Stored data:
★ ★ ★ ★ ★ ★ ★
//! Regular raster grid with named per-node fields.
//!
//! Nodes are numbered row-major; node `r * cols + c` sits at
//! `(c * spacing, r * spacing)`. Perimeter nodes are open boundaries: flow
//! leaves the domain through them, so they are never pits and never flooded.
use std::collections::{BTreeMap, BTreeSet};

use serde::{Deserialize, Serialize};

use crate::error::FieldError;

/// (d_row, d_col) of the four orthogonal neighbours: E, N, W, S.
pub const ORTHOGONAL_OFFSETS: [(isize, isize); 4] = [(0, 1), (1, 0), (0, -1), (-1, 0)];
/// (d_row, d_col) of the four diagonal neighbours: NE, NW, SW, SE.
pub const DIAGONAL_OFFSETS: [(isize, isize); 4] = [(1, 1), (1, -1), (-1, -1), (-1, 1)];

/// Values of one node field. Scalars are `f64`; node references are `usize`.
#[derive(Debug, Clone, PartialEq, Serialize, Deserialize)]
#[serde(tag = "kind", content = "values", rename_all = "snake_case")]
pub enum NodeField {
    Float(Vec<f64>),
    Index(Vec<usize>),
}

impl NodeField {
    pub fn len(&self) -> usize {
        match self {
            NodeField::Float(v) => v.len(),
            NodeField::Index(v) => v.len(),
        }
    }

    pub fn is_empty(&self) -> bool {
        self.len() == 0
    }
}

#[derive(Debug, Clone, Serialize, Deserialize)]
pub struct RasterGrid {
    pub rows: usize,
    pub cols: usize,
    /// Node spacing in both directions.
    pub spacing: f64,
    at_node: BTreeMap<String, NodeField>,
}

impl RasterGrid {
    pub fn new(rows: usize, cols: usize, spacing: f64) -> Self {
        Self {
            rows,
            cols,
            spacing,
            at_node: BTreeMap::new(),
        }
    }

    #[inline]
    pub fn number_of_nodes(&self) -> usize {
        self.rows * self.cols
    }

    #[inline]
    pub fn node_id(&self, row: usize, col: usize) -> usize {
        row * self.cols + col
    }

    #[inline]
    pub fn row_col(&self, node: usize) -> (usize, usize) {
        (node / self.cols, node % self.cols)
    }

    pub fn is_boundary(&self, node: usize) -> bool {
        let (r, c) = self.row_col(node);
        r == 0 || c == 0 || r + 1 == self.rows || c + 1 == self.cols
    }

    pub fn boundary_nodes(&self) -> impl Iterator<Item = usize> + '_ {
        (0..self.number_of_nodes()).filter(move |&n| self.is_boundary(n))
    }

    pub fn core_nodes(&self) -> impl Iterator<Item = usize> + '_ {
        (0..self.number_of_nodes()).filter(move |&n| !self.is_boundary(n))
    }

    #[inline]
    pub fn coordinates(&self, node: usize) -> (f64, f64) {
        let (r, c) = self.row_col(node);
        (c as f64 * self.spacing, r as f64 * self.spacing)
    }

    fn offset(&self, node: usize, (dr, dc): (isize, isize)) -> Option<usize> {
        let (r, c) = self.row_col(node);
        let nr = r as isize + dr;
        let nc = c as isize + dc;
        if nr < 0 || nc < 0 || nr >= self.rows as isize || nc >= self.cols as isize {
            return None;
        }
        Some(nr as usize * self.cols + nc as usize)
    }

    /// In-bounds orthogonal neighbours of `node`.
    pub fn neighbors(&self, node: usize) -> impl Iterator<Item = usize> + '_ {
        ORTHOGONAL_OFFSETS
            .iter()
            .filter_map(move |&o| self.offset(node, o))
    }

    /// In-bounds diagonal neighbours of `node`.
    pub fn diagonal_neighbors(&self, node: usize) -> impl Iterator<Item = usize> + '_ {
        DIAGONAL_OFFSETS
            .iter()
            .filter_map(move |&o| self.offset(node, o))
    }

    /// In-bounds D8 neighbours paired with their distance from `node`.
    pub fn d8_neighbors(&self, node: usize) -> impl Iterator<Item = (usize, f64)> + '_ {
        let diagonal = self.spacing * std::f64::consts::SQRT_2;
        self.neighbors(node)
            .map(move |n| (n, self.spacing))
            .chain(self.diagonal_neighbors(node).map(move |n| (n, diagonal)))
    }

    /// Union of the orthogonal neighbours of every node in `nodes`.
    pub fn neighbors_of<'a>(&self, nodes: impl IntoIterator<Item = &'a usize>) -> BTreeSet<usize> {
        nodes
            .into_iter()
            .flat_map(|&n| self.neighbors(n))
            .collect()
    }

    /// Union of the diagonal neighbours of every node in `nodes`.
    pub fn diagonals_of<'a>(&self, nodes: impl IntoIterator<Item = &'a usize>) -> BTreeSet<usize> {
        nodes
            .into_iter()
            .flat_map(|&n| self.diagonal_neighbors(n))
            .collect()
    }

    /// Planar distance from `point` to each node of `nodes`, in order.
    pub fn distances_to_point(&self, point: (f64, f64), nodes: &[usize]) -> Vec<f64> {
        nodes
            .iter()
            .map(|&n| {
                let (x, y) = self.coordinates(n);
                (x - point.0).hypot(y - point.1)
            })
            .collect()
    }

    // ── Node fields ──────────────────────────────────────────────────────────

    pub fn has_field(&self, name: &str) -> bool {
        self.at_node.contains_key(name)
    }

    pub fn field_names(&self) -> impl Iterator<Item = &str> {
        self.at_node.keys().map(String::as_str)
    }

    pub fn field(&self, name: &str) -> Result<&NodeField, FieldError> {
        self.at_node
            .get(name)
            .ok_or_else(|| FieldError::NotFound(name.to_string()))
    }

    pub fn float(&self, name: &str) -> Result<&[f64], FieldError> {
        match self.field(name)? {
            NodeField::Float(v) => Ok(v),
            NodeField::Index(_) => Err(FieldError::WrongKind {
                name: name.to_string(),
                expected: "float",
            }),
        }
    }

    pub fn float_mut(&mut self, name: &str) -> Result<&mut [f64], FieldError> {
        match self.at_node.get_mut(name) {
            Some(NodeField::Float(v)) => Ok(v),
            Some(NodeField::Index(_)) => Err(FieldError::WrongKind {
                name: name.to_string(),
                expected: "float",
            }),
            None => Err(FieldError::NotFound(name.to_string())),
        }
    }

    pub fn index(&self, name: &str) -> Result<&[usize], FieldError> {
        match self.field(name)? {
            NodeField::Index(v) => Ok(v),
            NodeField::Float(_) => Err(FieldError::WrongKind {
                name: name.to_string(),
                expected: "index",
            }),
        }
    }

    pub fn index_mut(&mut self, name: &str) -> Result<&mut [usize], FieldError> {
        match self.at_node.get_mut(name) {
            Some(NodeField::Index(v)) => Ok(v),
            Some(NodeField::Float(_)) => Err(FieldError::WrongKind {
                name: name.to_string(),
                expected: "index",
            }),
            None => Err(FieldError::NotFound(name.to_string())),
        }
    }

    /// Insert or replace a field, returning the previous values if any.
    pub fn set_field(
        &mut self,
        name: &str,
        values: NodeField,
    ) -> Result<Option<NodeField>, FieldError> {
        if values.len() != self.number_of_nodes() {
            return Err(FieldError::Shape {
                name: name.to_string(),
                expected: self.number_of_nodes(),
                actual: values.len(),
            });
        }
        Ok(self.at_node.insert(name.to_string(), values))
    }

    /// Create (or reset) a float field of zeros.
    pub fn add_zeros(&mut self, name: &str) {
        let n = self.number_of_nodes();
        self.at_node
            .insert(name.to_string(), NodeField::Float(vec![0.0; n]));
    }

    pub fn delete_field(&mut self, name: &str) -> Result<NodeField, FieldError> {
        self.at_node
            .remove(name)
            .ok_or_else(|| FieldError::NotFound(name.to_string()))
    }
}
★ ★ ★ ★ ★ ★ ★
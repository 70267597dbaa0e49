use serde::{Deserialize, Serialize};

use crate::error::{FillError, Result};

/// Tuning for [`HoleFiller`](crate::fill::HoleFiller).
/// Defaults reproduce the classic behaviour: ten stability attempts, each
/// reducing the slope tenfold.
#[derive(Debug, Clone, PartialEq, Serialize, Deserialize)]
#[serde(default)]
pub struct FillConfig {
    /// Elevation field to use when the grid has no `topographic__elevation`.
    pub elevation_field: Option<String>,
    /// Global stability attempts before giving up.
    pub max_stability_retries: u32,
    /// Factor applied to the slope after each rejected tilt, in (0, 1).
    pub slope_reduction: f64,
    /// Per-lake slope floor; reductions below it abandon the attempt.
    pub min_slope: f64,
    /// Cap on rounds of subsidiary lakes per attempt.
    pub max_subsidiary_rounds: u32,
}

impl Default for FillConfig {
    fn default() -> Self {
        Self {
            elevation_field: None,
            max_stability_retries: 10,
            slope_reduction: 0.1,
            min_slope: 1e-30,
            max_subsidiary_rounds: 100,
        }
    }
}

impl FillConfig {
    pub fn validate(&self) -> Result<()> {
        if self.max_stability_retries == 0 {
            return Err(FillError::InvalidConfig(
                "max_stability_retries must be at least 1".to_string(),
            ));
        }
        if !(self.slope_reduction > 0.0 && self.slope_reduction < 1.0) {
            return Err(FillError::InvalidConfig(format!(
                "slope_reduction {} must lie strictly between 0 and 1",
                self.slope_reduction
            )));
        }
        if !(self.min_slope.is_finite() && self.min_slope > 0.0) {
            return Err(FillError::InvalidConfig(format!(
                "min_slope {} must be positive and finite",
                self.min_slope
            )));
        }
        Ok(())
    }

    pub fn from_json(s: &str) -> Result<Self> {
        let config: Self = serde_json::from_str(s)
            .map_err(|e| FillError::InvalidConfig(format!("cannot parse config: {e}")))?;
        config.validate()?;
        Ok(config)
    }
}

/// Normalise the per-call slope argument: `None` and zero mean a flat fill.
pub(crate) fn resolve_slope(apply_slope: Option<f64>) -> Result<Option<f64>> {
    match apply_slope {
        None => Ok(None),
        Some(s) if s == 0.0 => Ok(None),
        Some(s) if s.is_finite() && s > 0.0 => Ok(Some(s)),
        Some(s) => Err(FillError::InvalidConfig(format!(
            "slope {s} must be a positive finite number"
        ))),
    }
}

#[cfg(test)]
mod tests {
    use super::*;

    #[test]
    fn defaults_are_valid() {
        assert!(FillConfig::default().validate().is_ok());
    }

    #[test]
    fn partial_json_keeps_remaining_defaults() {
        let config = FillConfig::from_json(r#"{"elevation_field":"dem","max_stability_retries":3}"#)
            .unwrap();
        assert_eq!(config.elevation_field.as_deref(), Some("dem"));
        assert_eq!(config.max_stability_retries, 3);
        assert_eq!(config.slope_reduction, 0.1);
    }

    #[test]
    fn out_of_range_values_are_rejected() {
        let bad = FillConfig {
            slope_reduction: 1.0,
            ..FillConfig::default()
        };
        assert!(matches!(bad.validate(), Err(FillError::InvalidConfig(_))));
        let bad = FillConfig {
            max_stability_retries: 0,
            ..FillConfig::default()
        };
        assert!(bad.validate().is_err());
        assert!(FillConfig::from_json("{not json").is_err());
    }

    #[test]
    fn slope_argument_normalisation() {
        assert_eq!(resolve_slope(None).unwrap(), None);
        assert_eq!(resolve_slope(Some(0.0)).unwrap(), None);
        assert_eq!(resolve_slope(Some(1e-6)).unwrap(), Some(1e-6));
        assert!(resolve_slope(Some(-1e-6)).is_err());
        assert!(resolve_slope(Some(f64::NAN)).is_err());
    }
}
★ ★ ★ ★ ★ ★ ★
Which lines of the entries contain "isize"? Count them and write only the number.

REPLY:
6